Opt-in for auto-updating installed data packages

Right now calling Downloader().download() always results in the data index being fetched and potential updates to already installed packages being downloaded and installed. Instead I believe the download functionality should by default only do network requests and install data packages if they're not already installed.
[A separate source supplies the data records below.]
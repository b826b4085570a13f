//! Platform-specific configuration and paths

use anyhow::{Context, Result};
use serde::{Deserialize, Serialize};
use std::ffi::OsString;
use std::fs;
use std::path::{Path, PathBuf};

/// Environment variable overriding the stylesheet path
pub const STYLESHEET_ENV: &str = "EDITOR_DECOR_STYLESHEET";

/// Environment variable overriding the decoration asset directory
pub const ASSETS_ENV: &str = "EDITOR_DECOR_ASSETS";

const APP_DIR: &str = "editor-decor";

/// Get the default workbench stylesheet of a standard VS Code install
/// - macOS: /Applications/Visual Studio Code.app/Contents/Resources/app/out/vs/workbench/
/// - Linux: /usr/share/code/resources/app/out/vs/workbench/
/// - Windows: %LOCALAPPDATA%/Programs/Microsoft VS Code/resources/app/out/vs/workbench/
pub fn default_stylesheet_path() -> Result<PathBuf> {
    #[cfg(target_os = "macos")]
    {
        Ok(PathBuf::from("/Applications/Visual Studio Code.app")
            .join("Contents")
            .join("Resources")
            .join("app")
            .join("out")
            .join("vs")
            .join("workbench")
            .join("workbench.desktop.main.css"))
    }

    #[cfg(not(any(target_os = "macos", target_os = "windows")))]
    {
        Ok(PathBuf::from("/usr/share/code")
            .join("resources")
            .join("app")
            .join("out")
            .join("vs")
            .join("workbench")
            .join("workbench.desktop.main.css"))
    }

    #[cfg(target_os = "windows")]
    {
        let local = dirs::data_local_dir().context("Could not determine LocalAppData directory")?;
        Ok(local
            .join("Programs")
            .join("Microsoft VS Code")
            .join("resources")
            .join("app")
            .join("out")
            .join("vs")
            .join("workbench")
            .join("workbench.desktop.main.css"))
    }
}

/// Sentinel written next to the stylesheet once a decoration is installed
pub fn cache_marker_path(stylesheet: &Path) -> PathBuf {
    let mut name: OsString = stylesheet.as_os_str().to_owned();
    name.push(".copy");
    PathBuf::from(name)
}

/// Get the editor-decor configuration directory
/// - macOS: ~/Library/Application Support/editor-decor/
/// - Linux: ~/.config/editor-decor/
/// - Windows: %APPDATA%/editor-decor/
pub fn config_dir() -> Result<PathBuf> {
    let config = dirs::config_dir().context("Could not determine config directory")?;
    Ok(config.join(APP_DIR))
}

/// Get the default decoration asset directory (<data dir>/editor-decor/decorations/)
pub fn default_assets_dir() -> Result<PathBuf> {
    let data = dirs::data_dir().context("Could not determine data directory")?;
    Ok(data.join(APP_DIR).join("decorations"))
}

/// Location of the persisted welcome state
pub fn welcome_state_path() -> Result<PathBuf> {
    Ok(config_dir()?.join("state.json"))
}

/// User settings, read from `config.json` in [`config_dir`]
#[derive(Debug, Default, Clone, PartialEq, Eq, Serialize, Deserialize)]
pub struct Settings {
    /// Workbench stylesheet to patch
    #[serde(default, skip_serializing_if = "Option::is_none")]
    pub stylesheet: Option<PathBuf>,

    /// Directory holding decoration manifests
    #[serde(default, skip_serializing_if = "Option::is_none")]
    pub assets_dir: Option<PathBuf>,
}

impl Settings {
    /// Path of `config.json` in [`config_dir`]
    pub fn default_path() -> Result<PathBuf> {
        Ok(config_dir()?.join("config.json"))
    }

    /// Load settings from `path`, then apply env overrides
    pub fn load_from<P: AsRef<Path>>(path: P) -> Result<Self> {
        let mut settings = Self::read(path)?;
        settings.apply_env(|key| std::env::var_os(key));
        Ok(settings)
    }

    /// Defaults with only env overrides applied, ignoring any config file
    pub fn from_env() -> Self {
        let mut settings = Self::default();
        settings.apply_env(|key| std::env::var_os(key));
        settings
    }

    /// Read settings from a file; a missing file yields defaults
    pub fn read<P: AsRef<Path>>(path: P) -> Result<Self> {
        let path = path.as_ref();
        if !path.exists() {
            return Ok(Self::default());
        }
        let content = fs::read_to_string(path)
            .with_context(|| format!("Failed to read: {}", path.display()))?;
        serde_json::from_str(&content)
            .with_context(|| format!("Failed to parse: {}", path.display()))
    }

    fn apply_env<F>(&mut self, lookup: F)
    where
        F: Fn(&str) -> Option<OsString>,
    {
        if let Some(value) = lookup(STYLESHEET_ENV).filter(|v| !v.is_empty()) {
            self.stylesheet = Some(PathBuf::from(value));
        }
        if let Some(value) = lookup(ASSETS_ENV).filter(|v| !v.is_empty()) {
            self.assets_dir = Some(PathBuf::from(value));
        }
    }

    /// Stylesheet path, falling back to the platform default
    pub fn stylesheet_path(&self) -> Result<PathBuf> {
        match &self.stylesheet {
            Some(path) => Ok(path.clone()),
            None => default_stylesheet_path(),
        }
    }

    /// Asset directory, falling back to the platform default
    pub fn assets_path(&self) -> Result<PathBuf> {
        match &self.assets_dir {
            Some(path) => Ok(path.clone()),
            None => default_assets_dir(),
        }
    }
}
//! One-time welcome message
//!
//! Whether the user has been greeted is kept in a small JSON state file so the
//! message shows up exactly once per machine.

use anyhow::{Context, Result};
use serde::{Deserialize, Serialize};
use std::fs;
use std::path::Path;

/// Persisted greeting state
#[derive(Debug, Default, Clone, PartialEq, Eq, Serialize, Deserialize)]
pub struct WelcomeState {
    pub greeted: bool,
    /// Unix timestamp of the first greeting
    #[serde(default, skip_serializing_if = "Option::is_none")]
    pub greeted_at: Option<i64>,
}

impl WelcomeState {
    /// Read state from a file; a missing file means never greeted
    pub fn load<P: AsRef<Path>>(path: P) -> Result<Self> {
        let path = path.as_ref();
        if !path.exists() {
            return Ok(Self::default());
        }
        let content = fs::read_to_string(path)
            .with_context(|| format!("Failed to read: {}", path.display()))?;
        serde_json::from_str(&content)
            .with_context(|| format!("Failed to parse: {}", path.display()))
    }

    /// Write state, creating the parent directory if needed
    pub fn save<P: AsRef<Path>>(&self, path: P) -> Result<()> {
        let path = path.as_ref();
        if let Some(parent) = path.parent() {
            fs::create_dir_all(parent)
                .with_context(|| format!("Failed to create: {}", parent.display()))?;
        }
        let content = serde_json::to_string_pretty(self)?;
        fs::write(path, content).with_context(|| format!("Failed to write: {}", path.display()))
    }

    /// Human-readable time of the first greeting
    pub fn greeted_at_display(&self) -> Option<String> {
        self.greeted_at
            .and_then(|ts| chrono::DateTime::from_timestamp(ts, 0))
            .map(|dt| dt.format("%Y-%m-%d %H:%M").to_string())
    }
}

/// Return the welcome text the first time this is called for `state_path`
pub fn attempt_to_greet<P: AsRef<Path>>(state_path: P) -> Result<Option<String>> {
    let state_path = state_path.as_ref();
    let state = WelcomeState::load(state_path)?;
    if state.greeted {
        return Ok(None);
    }

    WelcomeState {
        greeted: true,
        greeted_at: Some(chrono::Utc::now().timestamp()),
    }
    .save(state_path)?;

    Ok(Some(welcome_message()))
}

/// Overview of what the tool does and the caveat that comes with it
pub fn welcome_message() -> String {
    [
        "Welcome to editor-decor!",
        "",
        "Decorate your editor with a wallpaper and put a sticker in the corner.",
        "  editor-decor wallpaper <name>   set a background wallpaper",
        "  editor-decor sticker <name>     add a corner sticker",
        "  editor-decor hide-watermark     hide the empty-editor watermark",
        "  editor-decor list               show available decorations",
        "",
        "Important: decorations are installed by patching the editor's own",
        "workbench stylesheet. The editor may report its installation as",
        "corrupt afterwards. Run `editor-decor remove` before uninstalling",
        "if you want the decorations gone.",
        "",
        "Restart the editor after installing or removing a decoration.",
    ]
    .join("\n")
}
//! State-sync channel endpoints

use axum::{
    extract::{Path, Query, State},
    http::StatusCode,
    response::sse::{Event, KeepAlive, Sse},
    routing::get,
    Json, Router,
};
use futures::{Stream, StreamExt};
use serde::{Deserialize, Serialize};

use skein_core::{ChannelSnapshot, SyncEvent};

use crate::AppState;

/// Build the state router
pub fn router() -> Router<AppState> {
    Router::new()
        .route("/", get(list_channels).delete(clear_all))
        .route("/:channel", get(get_snapshot).delete(clear_channel))
        .route("/:channel/events", get(get_events))
        .route("/:channel/stream", get(stream_channel))
}

#[derive(Debug, Deserialize)]
pub struct EventsQuery {
    #[serde(default)]
    pub since: u64,
    pub limit: Option<usize>,
}

#[derive(Debug, Serialize)]
pub struct EventsResponse {
    pub channel: String,
    pub events: Vec<SyncEvent>,
    /// Lowest seq still held for the channel
    pub earliest_seq: Option<u64>,
    /// True when events after `since` were already evicted
    pub truncated: bool,
}

async fn list_channels(State(state): State<AppState>) -> Json<Vec<ChannelSnapshot>> {
    Json(state.sync.list_channels())
}

async fn get_snapshot(
    State(state): State<AppState>,
    Path(channel): Path<String>,
) -> Json<ChannelSnapshot> {
    Json(state.sync.get_snapshot(&channel))
}

/// Replay retained events after the `since` cursor
async fn get_events(
    State(state): State<AppState>,
    Path(channel): Path<String>,
    Query(query): Query<EventsQuery>,
) -> Json<EventsResponse> {
    let limit = query.limit.unwrap_or_else(|| state.sync.max_events());
    let events = state.sync.get_events_since(&channel, query.since, limit);
    let earliest_seq = state.sync.earliest_retained_seq(&channel);
    let truncated = earliest_seq.is_some_and(|earliest| earliest > query.since.saturating_add(1));

    Json(EventsResponse {
        channel,
        events,
        earliest_seq,
        truncated,
    })
}

/// Server-sent events: the current snapshot, then every update
async fn stream_channel(
    State(state): State<AppState>,
    Path(channel): Path<String>,
) -> Sse<impl Stream<Item = Result<Event, axum::Error>>> {
    tracing::debug!(channel = %channel, "State stream opened");
    let stream = state
        .sync
        .stream(&channel)
        .map(|frame| Event::default().event(frame.kind()).json_data(&frame));

    Sse::new(stream).keep_alive(
        KeepAlive::new().interval(state.config.state_sync.stream_heartbeat()),
    )
}

async fn clear_channel(State(state): State<AppState>, Path(channel): Path<String>) -> StatusCode {
    state.sync.clear(Some(&channel));
    StatusCode::NO_CONTENT
}

async fn clear_all(State(state): State<AppState>) -> StatusCode {
    state.sync.clear(None);
    StatusCode::NO_CONTENT
}
//! Priority-ordered hook registry
//!
//! Handlers are bucketed per [`HookName`] and run strictly in ascending
//! priority; equal priorities keep registration order. Each invocation is
//! isolated, so an erroring or panicking handler is reported and skipped
//! while the remaining handlers still run.

use std::collections::HashMap;
use std::panic::AssertUnwindSafe;
use std::sync::atomic::{AtomicU64, Ordering};
use std::sync::{Arc, Weak};

use async_trait::async_trait;
use futures::FutureExt;
use parking_lot::RwLock;

use super::events::{HookEvent, HookName};

/// A lifecycle hook handler
#[async_trait]
pub trait HookHandler: Send + Sync {
    /// Observe or mutate `event`. Errors are reported, never propagated.
    async fn handle(&self, event: &mut HookEvent) -> anyhow::Result<()>;
}

/// Adapter for synchronous closures
pub struct FnHook<F>(F);

impl<F> FnHook<F>
where
    F: Fn(&mut HookEvent) -> anyhow::Result<()> + Send + Sync + 'static,
{
    pub fn new(f: F) -> Self {
        Self(f)
    }

    pub fn shared(f: F) -> Arc<dyn HookHandler> {
        Arc::new(Self(f))
    }
}

#[async_trait]
impl<F> HookHandler for FnHook<F>
where
    F: Fn(&mut HookEvent) -> anyhow::Result<()> + Send + Sync,
{
    async fn handle(&self, event: &mut HookEvent) -> anyhow::Result<()> {
        (self.0)(event)
    }
}

#[derive(Debug, Clone, Default)]
pub struct RegisterOptions {
    /// Stable id; re-registering the same id replaces the earlier handler
    pub id: Option<String>,
    pub priority: i32,
}

impl RegisterOptions {
    pub fn priority(priority: i32) -> Self {
        Self { id: None, priority }
    }

    pub fn with_id(mut self, id: impl Into<String>) -> Self {
        self.id = Some(id.into());
        self
    }
}

#[derive(Debug, Clone)]
pub struct HookFailure {
    pub handler_id: String,
    pub message: String,
}

/// Outcome of one [`HookRegistry::emit`]
#[derive(Debug, Default)]
pub struct HookReport {
    pub invoked: usize,
    pub failures: Vec<HookFailure>,
}

impl HookReport {
    pub fn is_clean(&self) -> bool {
        self.failures.is_empty()
    }
}

struct Registration {
    id: String,
    priority: i32,
    order: u64,
    handler: Arc<dyn HookHandler>,
}

type Buckets = RwLock<HashMap<HookName, Vec<Registration>>>;

#[derive(Clone, Default)]
pub struct HookRegistry {
    buckets: Arc<Buckets>,
    order: Arc<AtomicU64>,
}

impl std::fmt::Debug for HookRegistry {
    fn fmt(&self, f: &mut std::fmt::Formatter<'_>) -> std::fmt::Result {
        let buckets = self.buckets.read();
        let mut dbg = f.debug_struct("HookRegistry");
        for name in HookName::all() {
            dbg.field(name.as_str(), &buckets.get(name).map_or(0, Vec::len));
        }
        dbg.finish()
    }
}

/// Handle returned by [`HookRegistry::register`]
#[derive(Debug, Clone)]
pub struct HookRegistration {
    name: HookName,
    id: String,
    buckets: Weak<Buckets>,
}

impl HookRegistration {
    pub fn id(&self) -> &str {
        &self.id
    }

    pub fn name(&self) -> HookName {
        self.name
    }

    /// Remove the handler. Safe to call repeatedly or after the registry is gone.
    pub fn unregister(&self) -> bool {
        match self.buckets.upgrade() {
            Some(buckets) => remove_from(&buckets, self.name, &self.id),
            None => false,
        }
    }
}

fn remove_from(buckets: &Buckets, name: HookName, id: &str) -> bool {
    let mut buckets = buckets.write();
    let Some(bucket) = buckets.get_mut(&name) else {
        return false;
    };
    let before = bucket.len();
    bucket.retain(|r| r.id != id);
    bucket.len() != before
}

impl HookRegistry {
    pub fn new() -> Self {
        Self::default()
    }

    pub fn register(
        &self,
        name: HookName,
        handler: Arc<dyn HookHandler>,
        options: RegisterOptions,
    ) -> HookRegistration {
        let order = self.order.fetch_add(1, Ordering::Relaxed);
        let id = options
            .id
            .unwrap_or_else(|| format!("{}-{}", name.as_str(), order));

        let mut buckets = self.buckets.write();
        let bucket = buckets.entry(name).or_default();
        bucket.retain(|r| r.id != id);

        let priority = options.priority;
        // Insert after every entry with priority <= ours to keep registration order on ties.
        let at = bucket.partition_point(|r| (r.priority, r.order) <= (priority, order));
        bucket.insert(
            at,
            Registration {
                id: id.clone(),
                priority,
                order,
                handler,
            },
        );

        HookRegistration {
            name,
            id,
            buckets: Arc::downgrade(&self.buckets),
        }
    }

    /// Register the same handler on several hook points
    pub fn register_many(
        &self,
        names: &[HookName],
        handler: Arc<dyn HookHandler>,
        options: RegisterOptions,
    ) -> Vec<HookRegistration> {
        names
            .iter()
            .map(|name| {
                let mut options = options.clone();
                if let Some(id) = options.id.as_mut() {
                    id.push(':');
                    id.push_str(name.as_str());
                }
                self.register(*name, Arc::clone(&handler), options)
            })
            .collect()
    }

    pub fn unregister(&self, name: HookName, id: &str) -> bool {
        remove_from(&self.buckets, name, id)
    }

    pub fn clear(&self, name: Option<HookName>) {
        let mut buckets = self.buckets.write();
        match name {
            Some(name) => {
                buckets.remove(&name);
            }
            None => buckets.clear(),
        }
    }

    /// Handler ids for `name` in execution order
    pub fn handler_ids(&self, name: HookName) -> Vec<String> {
        self.buckets
            .read()
            .get(&name)
            .map(|bucket| bucket.iter().map(|r| r.id.clone()).collect())
            .unwrap_or_default()
    }

    pub fn is_empty(&self) -> bool {
        self.buckets.read().values().all(Vec::is_empty)
    }

    /// Run every handler registered for the event's hook, in priority order
    pub async fn emit(&self, event: &mut HookEvent) -> HookReport {
        let handlers: Vec<(String, Arc<dyn HookHandler>)> = self
            .buckets
            .read()
            .get(&event.name())
            .map(|bucket| {
                bucket
                    .iter()
                    .map(|r| (r.id.clone(), Arc::clone(&r.handler)))
                    .collect()
            })
            .unwrap_or_default();

        let mut report = HookReport::default();
        for (handler_id, handler) in handlers {
            report.invoked += 1;
            let outcome = AssertUnwindSafe(handler.handle(event)).catch_unwind().await;
            let message = match outcome {
                Ok(Ok(())) => continue,
                Ok(Err(e)) => format!("{e:#}"),
                Err(_) => "handler panicked".to_string(),
            };
            report.failures.push(HookFailure {
                handler_id,
                message,
            });
        }
        report
    }
}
Automatic updating could then be an additional parameter users have to explicitly set.

Opt-in for installing data packages containing code

Similar to having users explicitly opt-in for auto-updates, I'd do the same for downloads of data packages which contain code which is going to be executed.

In addition I'd always log a warning when a package with pickled code gets downloaded or used.

Verify downloaded packages

Right now the data index contains a checksum per package. However this checksum is only used to check whether a downloaded package differs from a previously downloaded version. It is not used right now to check if a downloaded package is the one referenced by the data index. This should be done together with the move to a cryptographical strong hash function for the checksums.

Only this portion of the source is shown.